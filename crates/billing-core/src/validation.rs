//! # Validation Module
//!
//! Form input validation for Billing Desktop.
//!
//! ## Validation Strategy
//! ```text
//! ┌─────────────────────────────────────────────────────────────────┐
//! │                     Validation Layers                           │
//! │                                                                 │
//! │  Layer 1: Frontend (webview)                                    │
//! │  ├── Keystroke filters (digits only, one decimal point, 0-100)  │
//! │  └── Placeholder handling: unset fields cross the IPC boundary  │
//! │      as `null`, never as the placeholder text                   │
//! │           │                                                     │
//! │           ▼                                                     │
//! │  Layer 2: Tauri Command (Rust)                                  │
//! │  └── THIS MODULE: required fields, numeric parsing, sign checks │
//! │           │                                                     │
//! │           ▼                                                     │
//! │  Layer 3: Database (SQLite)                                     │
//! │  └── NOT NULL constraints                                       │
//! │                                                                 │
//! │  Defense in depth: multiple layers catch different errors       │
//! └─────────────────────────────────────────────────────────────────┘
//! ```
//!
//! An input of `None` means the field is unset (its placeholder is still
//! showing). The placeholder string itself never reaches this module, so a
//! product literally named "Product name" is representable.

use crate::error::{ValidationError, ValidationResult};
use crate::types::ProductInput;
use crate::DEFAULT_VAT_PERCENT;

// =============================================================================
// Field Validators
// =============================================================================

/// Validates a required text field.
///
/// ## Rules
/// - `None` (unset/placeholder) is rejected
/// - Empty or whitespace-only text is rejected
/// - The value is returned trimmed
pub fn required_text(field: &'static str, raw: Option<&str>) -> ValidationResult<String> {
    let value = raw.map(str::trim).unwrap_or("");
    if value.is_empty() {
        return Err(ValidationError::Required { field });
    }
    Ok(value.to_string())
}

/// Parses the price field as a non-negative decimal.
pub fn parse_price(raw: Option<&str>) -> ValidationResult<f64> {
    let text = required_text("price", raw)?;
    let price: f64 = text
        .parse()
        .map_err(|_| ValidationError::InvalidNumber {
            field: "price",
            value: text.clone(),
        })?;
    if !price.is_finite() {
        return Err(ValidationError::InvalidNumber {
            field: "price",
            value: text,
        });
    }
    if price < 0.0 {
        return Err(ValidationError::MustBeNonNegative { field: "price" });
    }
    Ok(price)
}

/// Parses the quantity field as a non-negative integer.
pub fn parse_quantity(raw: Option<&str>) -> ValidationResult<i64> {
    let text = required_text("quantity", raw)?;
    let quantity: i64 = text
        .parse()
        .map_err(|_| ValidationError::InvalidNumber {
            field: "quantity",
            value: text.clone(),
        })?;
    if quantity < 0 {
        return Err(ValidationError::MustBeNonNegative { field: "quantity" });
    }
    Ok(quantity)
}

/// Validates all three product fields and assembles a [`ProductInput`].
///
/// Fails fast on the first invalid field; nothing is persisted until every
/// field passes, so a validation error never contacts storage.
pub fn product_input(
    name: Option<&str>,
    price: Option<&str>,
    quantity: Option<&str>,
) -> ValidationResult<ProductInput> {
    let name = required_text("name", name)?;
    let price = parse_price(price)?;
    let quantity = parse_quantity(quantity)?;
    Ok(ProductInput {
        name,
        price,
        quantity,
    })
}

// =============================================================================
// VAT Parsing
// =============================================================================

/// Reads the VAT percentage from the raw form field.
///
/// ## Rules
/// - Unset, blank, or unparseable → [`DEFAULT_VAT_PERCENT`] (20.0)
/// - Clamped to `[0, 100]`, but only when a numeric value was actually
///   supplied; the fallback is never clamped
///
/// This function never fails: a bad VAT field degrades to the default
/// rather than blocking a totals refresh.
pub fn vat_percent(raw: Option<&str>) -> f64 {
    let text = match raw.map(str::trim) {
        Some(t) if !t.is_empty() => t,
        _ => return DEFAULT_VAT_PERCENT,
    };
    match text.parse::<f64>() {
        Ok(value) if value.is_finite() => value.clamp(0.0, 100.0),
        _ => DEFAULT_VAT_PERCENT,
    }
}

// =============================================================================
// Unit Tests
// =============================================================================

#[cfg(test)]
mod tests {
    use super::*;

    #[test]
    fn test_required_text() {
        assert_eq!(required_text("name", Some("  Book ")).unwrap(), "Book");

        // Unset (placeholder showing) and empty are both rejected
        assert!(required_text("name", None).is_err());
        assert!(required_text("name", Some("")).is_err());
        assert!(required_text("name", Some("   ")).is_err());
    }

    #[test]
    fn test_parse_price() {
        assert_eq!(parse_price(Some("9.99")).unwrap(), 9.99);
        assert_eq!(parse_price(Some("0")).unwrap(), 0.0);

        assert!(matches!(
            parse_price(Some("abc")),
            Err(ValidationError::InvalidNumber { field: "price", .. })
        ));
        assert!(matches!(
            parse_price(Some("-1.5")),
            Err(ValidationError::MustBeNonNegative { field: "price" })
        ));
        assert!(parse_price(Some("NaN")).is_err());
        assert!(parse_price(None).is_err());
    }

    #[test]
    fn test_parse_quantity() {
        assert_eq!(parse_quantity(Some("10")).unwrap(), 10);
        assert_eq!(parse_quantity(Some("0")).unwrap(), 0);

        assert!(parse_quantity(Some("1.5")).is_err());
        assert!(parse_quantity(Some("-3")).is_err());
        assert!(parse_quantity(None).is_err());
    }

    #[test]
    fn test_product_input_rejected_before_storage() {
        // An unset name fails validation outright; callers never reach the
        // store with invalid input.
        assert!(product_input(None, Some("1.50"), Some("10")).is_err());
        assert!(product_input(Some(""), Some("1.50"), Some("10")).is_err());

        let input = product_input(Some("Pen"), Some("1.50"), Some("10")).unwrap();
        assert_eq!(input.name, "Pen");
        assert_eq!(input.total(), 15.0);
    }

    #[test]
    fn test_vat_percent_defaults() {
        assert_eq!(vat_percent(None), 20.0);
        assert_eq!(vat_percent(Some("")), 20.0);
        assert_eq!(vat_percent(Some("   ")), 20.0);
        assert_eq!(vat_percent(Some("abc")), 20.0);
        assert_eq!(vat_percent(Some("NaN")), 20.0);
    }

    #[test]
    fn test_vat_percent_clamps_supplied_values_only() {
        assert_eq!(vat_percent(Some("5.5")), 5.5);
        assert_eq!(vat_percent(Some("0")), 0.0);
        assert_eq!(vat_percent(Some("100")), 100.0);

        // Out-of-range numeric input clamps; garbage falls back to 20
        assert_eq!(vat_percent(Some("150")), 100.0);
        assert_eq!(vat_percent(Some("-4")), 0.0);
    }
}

→ **TASK**
Line by line, copy the entries above exactly as they appear.

→ **SOLUTION FOR THIS TASK**
filename crates/billing-core/src/validation.rs
//! # Validation Module
//!
//! Form input validation for Billing Desktop.
//!
//! ## Validation Strategy
//! ```text
//! ┌─────────────────────────────────────────────────────────────────┐
//! │                     Validation Layers                           │
//! │                                                                 │
//! │  Layer 1: Frontend (webview)                                    │
//! │  ├── Keystroke filters (digits only, one decimal point, 0-100)  │
//! │  └── Placeholder handling: unset fields cross the IPC boundary  │
//! │      as `null`, never as the placeholder text                   │
//! │           │                                                     │
//! │           ▼                                                     │
//! │  Layer 2: Tauri Command (Rust)                                  │
//! │  └── THIS MODULE: required fields, numeric parsing, sign checks │
//! │           │                                                     │
//! │           ▼                                                     │
//! │  Layer 3: Database (SQLite)                                     │
//! │  └── NOT NULL constraints                                       │
//! │                                                                 │
//! │  Defense in depth: multiple layers catch different errors       │
//! └─────────────────────────────────────────────────────────────────┘
//! ```
//!
//! An input of `None` means the field is unset (its placeholder is still
//! showing). The placeholder string itself never reaches this module, so a
//! product literally named "Product name" is representable.

use crate::error::{ValidationError, ValidationResult};
use crate::types::ProductInput;
use crate::DEFAULT_VAT_PERCENT;

// =============================================================================
// Field Validators
// =============================================================================

/// Validates a required text field.
///
/// ## Rules
/// - `None` (unset/placeholder) is rejected
/// - Empty or whitespace-only text is rejected
/// - The value is returned trimmed
pub fn required_text(field: &'static str, raw: Option<&str>) -> ValidationResult<String> {
    let value = raw.map(str::trim).unwrap_or("");
    if value.is_empty() {
        return Err(ValidationError::Required { field });
    }
    Ok(value.to_string())
}

/// Parses the price field as a non-negative decimal.
pub fn parse_price(raw: Option<&str>) -> ValidationResult<f64> {
    let text = required_text("price", raw)?;
    let price: f64 = text
        .parse()
        .map_err(|_| ValidationError::InvalidNumber {
            field: "price",
            value: text.clone(),
        })?;
    if !price.is_finite() {
        return Err(ValidationError::InvalidNumber {
            field: "price",
            value: text,
        });
    }
    if price < 0.0 {
        return Err(ValidationError::MustBeNonNegative { field: "price" });
    }
    Ok(price)
}

/// Parses the quantity field as a non-negative integer.
pub fn parse_quantity(raw: Option<&str>) -> ValidationResult<i64> {
    let text = required_text("quantity", raw)?;
    let quantity: i64 = text
        .parse()
        .map_err(|_| ValidationError::InvalidNumber {
            field: "quantity",
            value: text.clone(),
        })?;
    if quantity < 0 {
        return Err(ValidationError::MustBeNonNegative { field: "quantity" });
    }
    Ok(quantity)
}

/// Validates all three product fields and assembles a [`ProductInput`].
///
/// Fails fast on the first invalid field; nothing is persisted until every
/// field passes, so a validation error never contacts storage.
pub fn product_input(
    name: Option<&str>,
    price: Option<&str>,
    quantity: Option<&str>,
) -> ValidationResult<ProductInput> {
    let name = required_text("name", name)?;
    let price = parse_price(price)?;
    let quantity = parse_quantity(quantity)?;
    Ok(ProductInput {
        name,
        price,
        quantity,
    })
}

// =============================================================================
// VAT Parsing
// =============================================================================

/// Reads the VAT percentage from the raw form field.
///
/// ## Rules
/// - Unset, blank, or unparseable → [`DEFAULT_VAT_PERCENT`] (20.0)
/// - Clamped to `[0, 100]`, but only when a numeric value was actually
///   supplied; the fallback is never clamped
///
/// This function never fails: a bad VAT field degrades to the default
/// rather than blocking a totals refresh.
pub fn vat_percent(raw: Option<&str>) -> f64 {
    let text = match raw.map(str::trim) {
        Some(t) if !t.is_empty() => t,
        _ => return DEFAULT_VAT_PERCENT,
    };
    match text.parse::<f64>() {
        Ok(value) if value.is_finite() => value.clamp(0.0, 100.0),
        _ => DEFAULT_VAT_PERCENT,
    }
}

// =============================================================================
// Unit Tests
// =============================================================================

#[cfg(test)]
mod tests {
    use super::*;

    #[test]
    fn test_required_text() {
        assert_eq!(required_text("name", Some("  Book ")).unwrap(), "Book");

        // Unset (placeholder showing) and empty are both rejected
        assert!(required_text("name", None).is_err());
        assert!(required_text("name", Some("")).is_err());
        assert!(required_text("name", Some("   ")).is_err());
    }

    #[test]
    fn test_parse_price() {
        assert_eq!(parse_price(Some("9.99")).unwrap(), 9.99);
        assert_eq!(parse_price(Some("0")).unwrap(), 0.0);

        assert!(matches!(
            parse_price(Some("abc")),
            Err(ValidationError::InvalidNumber { field: "price", .. })
        ));
        assert!(matches!(
            parse_price(Some("-1.5")),
            Err(ValidationError::MustBeNonNegative { field: "price" })
        ));
        assert!(parse_price(Some("NaN")).is_err());
        assert!(parse_price(None).is_err());
    }

    #[test]
    fn test_parse_quantity() {
        assert_eq!(parse_quantity(Some("10")).unwrap(), 10);
        assert_eq!(parse_quantity(Some("0")).unwrap(), 0);

        assert!(parse_quantity(Some("1.5")).is_err());
        assert!(parse_quantity(Some("-3")).is_err());
        assert!(parse_quantity(None).is_err());
    }

    #[test]
    fn test_product_input_rejected_before_storage() {
        // An unset name fails validation outright; callers never reach the
        // store with invalid input.
        assert!(product_input(None, Some("1.50"), Some("10")).is_err());
        assert!(product_input(Some(""), Some("1.50"), Some("10")).is_err());

        let input = product_input(Some("Pen"), Some("1.50"), Some("10")).unwrap();
        assert_eq!(input.name, "Pen");
        assert_eq!(input.total(), 15.0);
    }

    #[test]
    fn test_vat_percent_defaults() {
        assert_eq!(vat_percent(None), 20.0);
        assert_eq!(vat_percent(Some("")), 20.0);
        assert_eq!(vat_percent(Some("   ")), 20.0);
        assert_eq!(vat_percent(Some("abc")), 20.0);
        assert_eq!(vat_percent(Some("NaN")), 20.0);
    }

    #[test]
    fn test_vat_percent_clamps_supplied_values_only() {
        assert_eq!(vat_percent(Some("5.5")), 5.5);
        assert_eq!(vat_percent(Some("0")), 0.0);
        assert_eq!(vat_percent(Some("100")), 100.0);

        // Out-of-range numeric input clamps; garbage falls back to 20
        assert_eq!(vat_percent(Some("150")), 100.0);
        assert_eq!(vat_percent(Some("-4")), 0.0);
    }
}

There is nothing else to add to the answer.